When the FJR1300 first broke cover in Munich, Yamaha's U.S. brain trust didn't think anybody on this side of the Atlantic cared. But after a resounding howl rose up from hard-core, high-mileage tourists, the FJR arrived here in '02 as an early release '03. Thanks to a crafty pre-order program, it's become something of a cult classic among the GPS and radar-detector set. Looking for big power, humane weather protection-that's an electrically adjustable windscreen, Billy-hard bags, shaft drive and genuinely sporty road manners? And you want all that at an affordable price? The FJR delivers.

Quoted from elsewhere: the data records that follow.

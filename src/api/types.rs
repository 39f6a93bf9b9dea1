//! API request and response types

use crate::conversation::{ConversationState, Message, Thread, TurnPhase};
use serde::{Deserialize, Serialize};

/// Request to send a chat message
#[derive(Debug, Deserialize)]
pub struct SendMessageRequest {
    pub text: String,
}

/// Request to run a proposed function call
#[derive(Debug, Deserialize)]
pub struct ExecuteFunctionCallRequest {
    pub message_id: String,
    pub content_id: String,
}

#[derive(Debug, Deserialize)]
pub struct SettingsRequest {
    pub auto_execute: bool,
}

#[derive(Debug, Deserialize)]
pub struct TokenRequest {
    pub token: String,
}

/// What the panel renders: the conversation plus the derived busy flag
#[derive(Debug, Serialize)]
pub struct SessionView {
    pub thread: Thread,
    pub messages: Vec<Message>,
    pub phase: TurnPhase,
    pub waiting_for_reply: bool,
    pub auto_execute: bool,
    pub model: String,
}

impl From<&ConversationState> for SessionView {
    fn from(state: &ConversationState) -> Self {
        Self {
            thread: state.thread.clone(),
            messages: state.messages.clone(),
            phase: state.phase.clone(),
            waiting_for_reply: state.waiting_for_reply(),
            auto_execute: state.auto_execute,
            model: state.model.clone(),
        }
    }
}

/// Response with the stored threads
#[derive(Debug, Serialize)]
pub struct ThreadListResponse {
    pub threads: Vec<Thread>,
}

/// Whether a provider token is configured; the token itself is never returned
#[derive(Debug, Serialize)]
pub struct TokenStatusResponse {
    pub provider: String,
    pub has_token: bool,
}

/// Response for actions
#[derive(Debug, Serialize)]
pub struct SuccessResponse {
    pub success: bool,
}

impl SuccessResponse {
    pub fn ok() -> Self {
        Self { success: true }
    }
}

/// Error response
#[derive(Debug, Serialize)]
pub struct ErrorResponse {
    pub error: String,
}

impl ErrorResponse {
    pub fn new(message: impl Into<String>) -> Self {
        Self {
            error: message.into(),
        }
    }
}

The '03 model arrived 86 pounds lighter and $400 less expensive than Honda's ST1300. Its fuel-injected 1298cc four put 89 pound-feet of torque on the pavement at 7000 rpm, followed by 127 horsepower at 7500-enough to push its 641 pounds through the quarter-mile in 11 seconds and wax any ST or equivalent BMW. Twin balance shafts squelch most of the vibes. It carves up corners more readily than most tourers despite a scarcity of cornering clearance. Assuming your dimensions match its relatively compact cockpit, Yamaha's bullet train will whisk you from L.A. to Nacogdoches comfortably enough. Fill the 6.6-gallon tank every 200 miles or so and it's good, maybe very good. But not perfect.
Stock springs favor comfort over track-sharp handling despite the two-stage preload adjuster. A fair amount of heat wafts up from the engine on hot days. Early models were susceptible to corrosion on various metal bits; have a good look at the fork sliders, engine cases and exhaust system. Some FJRs-especially high-mileage examples-suffer from premature valve-guide wear and an idiosyncratic ticking noise from the top end. Log on to www.fjr1300.info or www.fjrtech.com for a load of data on that and other topics.

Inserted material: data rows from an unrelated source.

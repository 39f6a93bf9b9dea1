//! Assistant instructions built from the page the user is viewing

use crate::browser::PageContext;
use std::fmt::Write;

/// Base instructions establishing the assistant's role
const BASE_INSTRUCTIONS: &str = r"You are a helpful assistant embedded in the user's browser. You answer questions about the page they are currently viewing.

Be concise. Quote the page when it helps.

You can act on the page with the fill_input and click_element functions. Identify elements with CSS selectors taken from the page markup below. Only act when the user asks you to; say briefly what you are about to do.";

/// Appended when the user has to confirm every action
const CONFIRMATION_SUFFIX: &str = r"

Each function call is shown to the user, who decides whether to run it. Do not assume a call ran until you receive its result.";

/// Build the instructions for a turn about `page`.
pub fn build_instructions(page: &PageContext, auto_execute: bool) -> String {
    let mut instructions = String::from(BASE_INSTRUCTIONS);

    instructions.push_str("\n\n<current_page>\n");
    let _ = writeln!(instructions, "Title: {}", page.title);
    let _ = writeln!(instructions, "URL: {}", page.url);
    if !page.html.is_empty() {
        instructions.push_str("<html>\n");
        instructions.push_str(&page.html);
        if !page.html.ends_with('\n') {
            instructions.push('\n');
        }
        instructions.push_str("</html>\n");
    }
    instructions.push_str("</current_page>");

    if !auto_execute {
        instructions.push_str(CONFIRMATION_SUFFIX);
    }

    instructions
}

Despite some shortcomings, the FJR has earned a dedicated following as a sporting alternative to the two-wheeled land yacht. Sophistication has come with age; optional ABS arrived with the '04 model, along with 320mm front discs and other welcome embellishments.
So if you're in the market for something that will cover some serious distance this summer without taking out a second mortgage, poke around for a nicely looked-after FJR. We'll look for you in Nacogdoches.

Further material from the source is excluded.